On the other, however, the government is already out of borrowing space. Ndoho wants it to consider restructuring expensive loans and overhauling procurement rules so it can borrow money through an emergency bond and spend it.

But as the country’s foreign exchange reserves continue to be depleted as it grapples with more foreign outflows than inflows, and with the shilling trading at 106.5 against the dollar on Friday, efforts to arrest the currency slide have not borne any fruits.

Currency jitters threatens to push the country to the brink of a balance of payments crisis. For the first time, the country might have trouble repaying its external loans as they fall due owing to a weak shilling.

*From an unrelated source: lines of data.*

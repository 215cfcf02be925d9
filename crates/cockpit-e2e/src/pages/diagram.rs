//! Process diagram page object.
//!
//! The BPMN viewer renders each flow node as an element carrying
//! `data-element-id`, and the cockpit overlays badges in a container keyed by
//! `data-container-id`. Both ids are the activity id from the BPMN file.

use crate::driver::PageDriver;
use crate::locator::{attr_selector, class_list_contains, Locator};
use crate::page_object::{BasePage, PageObject};
use crate::result::E2eResult;

/// Class the viewer puts on a selected flow node
pub const SELECTED_CLASS: &str = "highlight";

/// Class that hides a badge without removing it from the DOM
pub const HIDDEN_CLASS: &str = "ng-hide";

const RUNNING_INSTANCES_TOOLTIP: &str = "Running Activity Instances";
const OPEN_INCIDENTS_TOOLTIP: &str = "Open Incidents";
const SUSPENDED_JOB_DEFINITION_TOOLTIP: &str = "Suspended Job Definition";

/// The process diagram shown on the process definition runtime view
#[derive(Debug)]
pub struct DiagramPage<'d, D> {
    driver: &'d D,
    base_url: String,
}

impl<'d, D: PageDriver> DiagramPage<'d, D> {
    /// Create a diagram page over a driver and application root
    pub fn new(driver: &'d D, base_url: impl Into<String>) -> Self {
        Self {
            driver,
            base_url: base_url.into(),
        }
    }

    /// The viewer element itself
    #[must_use]
    pub fn diagram_element(&self) -> Locator {
        Locator::new("[cam-widget-bpmn-viewer]")
    }

    fn badge_for(activity: &str, tooltip: &str) -> Locator {
        Locator::new(format!(
            "{} .badge{}",
            attr_selector("data-container-id", activity),
            attr_selector("uib-tooltip", tooltip)
        ))
    }

    /// Badge counting running instances of an activity
    #[must_use]
    pub fn instances_badge_for(&self, activity: &str) -> Locator {
        Self::badge_for(activity, RUNNING_INSTANCES_TOOLTIP)
    }

    /// Badge counting open incidents of an activity
    #[must_use]
    pub fn incidents_badge_for(&self, activity: &str) -> Locator {
        Self::badge_for(activity, OPEN_INCIDENTS_TOOLTIP)
    }

    /// Badge flagging a suspended job definition on an activity
    #[must_use]
    pub fn suspended_badge_for(&self, activity: &str) -> Locator {
        Self::badge_for(activity, SUSPENDED_JOB_DEFINITION_TOOLTIP)
    }

    /// The rendered flow node of an activity
    #[must_use]
    pub fn diagram_activity(&self, activity: &str) -> Locator {
        Locator::new(format!("*{}", attr_selector("data-element-id", activity)))
    }

    /// Click an activity in the diagram
    ///
    /// # Errors
    ///
    /// Propagates the driver error if the activity cannot be clicked
    pub async fn select_activity(&self, activity: &str) -> E2eResult<()> {
        self.driver.click(&self.diagram_activity(activity)).await
    }

    /// Click the empty diagram, clearing any selection
    ///
    /// # Errors
    ///
    /// Propagates the driver error if the diagram cannot be clicked
    pub async fn deselect_all(&self) -> E2eResult<()> {
        self.driver.click(&self.diagram_element()).await
    }

    /// Whether the activity is highlighted; false if it does not resolve
    pub async fn is_activity_selected(&self, activity: &str) -> E2eResult<bool> {
        let classes = self
            .driver
            .attribute(&self.diagram_activity(activity), "class")
            .await?;
        Ok(class_list_contains(classes.as_deref(), SELECTED_CLASS))
    }

    /// Whether the suspended badge of the activity is shown.
    ///
    /// The badge is always rendered and toggled with `ng-hide`, so a
    /// resolvable badge without that class means suspended, including one
    /// with no `class` attribute at all. A badge that does not resolve
    /// means not suspended.
    pub async fn is_activity_suspended(&self, activity: &str) -> E2eResult<bool> {
        let badge = self.suspended_badge_for(activity);
        if self.driver.count(&badge).await? == 0 {
            return Ok(false);
        }
        let classes = self.driver.attribute(&badge, "class").await?;
        Ok(!class_list_contains(classes.as_deref(), HIDDEN_CLASS))
    }

    /// Number shown on the running instances badge
    pub async fn running_instances_for(&self, activity: &str) -> E2eResult<Option<u64>> {
        self.badge_count(&self.instances_badge_for(activity)).await
    }

    /// Number shown on the open incidents badge
    pub async fn open_incidents_for(&self, activity: &str) -> E2eResult<Option<u64>> {
        self.badge_count(&self.incidents_badge_for(activity)).await
    }

    async fn badge_count(&self, badge: &Locator) -> E2eResult<Option<u64>> {
        let text = self.driver.text(badge).await?;
        Ok(text.and_then(|t| t.trim().parse().ok()))
    }
}

impl<D> PageObject for DiagramPage<'_, D> {
    fn url_pattern(&self) -> &str {
        "/process-definition/:id/runtime"
    }

    fn page_name(&self) -> &str {
        "diagram"
    }
}

impl<D: PageDriver> BasePage for DiagramPage<'_, D> {
    type Driver = D;

    fn driver(&self) -> &D {
        self.driver
    }

    fn base_url(&self) -> &str {
        &self.base_url
    }
}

An insurance cover from the International Monetary Fund (IMF), which would have acted as an additional buffer in case of an external shock such as the present one, is not yet in place after the last one of $989.8 million (Sh105 billion) expired in September 2018.


Negotiations for a three-year stand-by facility are still ongoing after the Treasury and CBK officials dragged their feet on the arrangement, insisting that the country’s reserves were sufficient to help the country weather any exogenous shock.

Dr Njoroge told reporters that Kenya has been on record saying it was not desperate for a stand-by facility.

“It’s not that we are on the ropes, (that) the economy is on the ropes and we need the IMF to come and sort us out,” he explained in a press briefing last year.

And things are expected to get worse as the virus continues to pound various sectors, with a decline in economic activities hampering tax collections.